_Brief_
Report, as a single number, how many lines of the records contain the word "return".

[Saved entries]
==*==

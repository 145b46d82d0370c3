//! Scoring strategies
//!
//! A strategy turns the per-task factors (urgency, downstream impact,
//! importance, hour estimate) into a score and a short explanation.
//!
//! | Strategy | Score |
//! |----------|-------|
//! | `smart` (default) | weighted blend of all four factors |
//! | `fastest` | `100 / (hours + 1)` |
//! | `impact` | `importance * 15` |
//! | `deadline` | `urgency * 2` |
//!
//! Tasks flagged as part of a circular dependency always score `-1`,
//! whatever the strategy.

use serde::{Deserialize, Serialize};
use std::convert::Infallible;
use std::fmt;
use std::str::FromStr;
use thiserror::Error;

use super::id::TaskId;

/// Score given to tasks in a circular dependency
pub const CYCLIC_SCORE: f64 = -1.0;

#[derive(Debug, Error, PartialEq)]
pub enum ScoreError {
    #[error("task {0} has an hour estimate of -1, which leaves no effort to divide by")]
    ZeroEffortDenominator(TaskId),
}

/// Named weighting policy
#[derive(Debug, Clone, Copy, PartialEq, Eq, Hash, Default, Serialize, Deserialize)]
#[serde(from = "String", into = "String")]
pub enum Strategy {
    /// Balanced blend of urgency, importance, effort and impact
    #[default]
    Smart,
    /// Quick wins first
    Fastest,
    /// Most important first
    Impact,
    /// Closest deadline first
    Deadline,
}

impl Strategy {
    /// All strategies, default first
    pub const ALL: [Strategy; 4] = [
        Strategy::Smart,
        Strategy::Fastest,
        Strategy::Impact,
        Strategy::Deadline,
    ];

    /// Resolves a strategy name; anything unrecognized is [`Strategy::Smart`]
    pub fn from_name(name: &str) -> Self {
        match name {
            "fastest" => Strategy::Fastest,
            "impact" => Strategy::Impact,
            "deadline" => Strategy::Deadline,
            "smart" => Strategy::Smart,
            other => {
                tracing::debug!(strategy = other, "unrecognized strategy, using smart");
                Strategy::Smart
            }
        }
    }

    pub fn as_str(&self) -> &'static str {
        match self {
            Strategy::Smart => "smart",
            Strategy::Fastest => "fastest",
            Strategy::Impact => "impact",
            Strategy::Deadline => "deadline",
        }
    }

    pub fn description(&self) -> &'static str {
        match self {
            Strategy::Smart => "Balances urgency, importance, effort and blocked tasks",
            Strategy::Fastest => "Prefers tasks with the lowest hour estimate",
            Strategy::Impact => "Prefers tasks with the highest importance",
            Strategy::Deadline => "Prefers tasks with the closest due date",
        }
    }
}

impl fmt::Display for Strategy {
    fn fmt(&self, f: &mut fmt::Formatter<'_>) -> fmt::Result {
        f.write_str(self.as_str())
    }
}

impl FromStr for Strategy {
    type Err = Infallible;

    fn from_str(s: &str) -> Result<Self, Self::Err> {
        Ok(Strategy::from_name(s))
    }
}

impl From<String> for Strategy {
    fn from(value: String) -> Self {
        Strategy::from_name(&value)
    }
}

impl From<Strategy> for String {
    fn from(strategy: Strategy) -> Self {
        strategy.as_str().to_string()
    }
}

/// Weights of the `smart` strategy
#[derive(Debug, Clone, Copy, PartialEq, Serialize, Deserialize)]
#[serde(default)]
pub struct SmartWeights {
    /// Multiplier for the urgency score
    pub urgency: f64,
    /// Multiplier for `importance * 10`
    pub importance: f64,
    /// Multiplier for the effort score `max(0, 10 - hours) * 2`
    pub effort: f64,
    /// Multiplier for the impact score
    pub dependency: f64,
}

impl Default for SmartWeights {
    fn default() -> Self {
        Self {
            urgency: 1.5,
            importance: 1.2,
            effort: 0.5,
            dependency: 2.0,
        }
    }
}

/// Per-task inputs to the scorer
#[derive(Debug, Clone, Copy, PartialEq)]
pub struct Factors {
    pub importance: f64,
    pub hours: f64,
    pub urgency: i64,
    /// Impact with the per-dependent scaling already applied
    pub impact: i64,
    pub cyclic: bool,
}

/// Score and explanation for one task
#[derive(Debug, Clone, PartialEq)]
pub struct Scored {
    pub score: f64,
    pub explanation: String,
}

// Thresholds for the smart strategy's notes
const DUE_SOON_URGENCY: i64 = 60;
const HIGH_IMPORTANCE: f64 = 8.0;
const QUICK_WIN_HOURS: f64 = 2.0;

/// Scores one task
pub fn score(
    id: &TaskId,
    factors: &Factors,
    strategy: Strategy,
    weights: &SmartWeights,
) -> Result<Scored, ScoreError> {
    if factors.cyclic {
        return Ok(Scored {
            score: CYCLIC_SCORE,
            explanation: "critical: circular dependency detected".to_string(),
        });
    }

    let (raw, notes) = match strategy {
        Strategy::Fastest => {
            let denominator = factors.hours + 1.0;
            if denominator == 0.0 {
                return Err(ScoreError::ZeroEffortDenominator(id.clone()));
            }
            (
                100.0 / denominator,
                vec![format!("fast win: only {} hours", factors.hours)],
            )
        }
        Strategy::Impact => (
            factors.importance * 15.0,
            vec![format!("importance rating {}", factors.importance)],
        ),
        Strategy::Deadline => (
            factors.urgency as f64 * 2.0,
            vec![format!("urgency score {}", factors.urgency)],
        ),
        Strategy::Smart => smart(factors, weights),
    };

    let explanation = if notes.is_empty() {
        "standard priority".to_string()
    } else {
        notes.join("; ")
    };

    Ok(Scored {
        score: round2(raw),
        explanation,
    })
}

fn smart(factors: &Factors, weights: &SmartWeights) -> (f64, Vec<String>) {
    let effort = (10.0 - factors.hours).max(0.0) * 2.0;

    let score = factors.urgency as f64 * weights.urgency
        + factors.importance * 10.0 * weights.importance
        + effort * weights.effort
        + factors.impact as f64 * weights.dependency;

    let mut notes = Vec::new();
    if factors.urgency > DUE_SOON_URGENCY {
        notes.push("due very soon".to_string());
    }
    if factors.importance >= HIGH_IMPORTANCE {
        notes.push("high importance".to_string());
    }
    if factors.hours <= QUICK_WIN_HOURS {
        notes.push("quick win".to_string());
    }
    if factors.impact > 0 {
        notes.push(format!(
            "blocks {} other tasks",
            factors.impact / super::graph::IMPACT_PER_DEPENDENT
        ));
    }

    (score, notes)
}

/// Rounds to two decimals, ties to even
fn round2(value: f64) -> f64 {
    (value * 100.0).round_ties_even() / 100.0
}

==*==

_Answer box_
2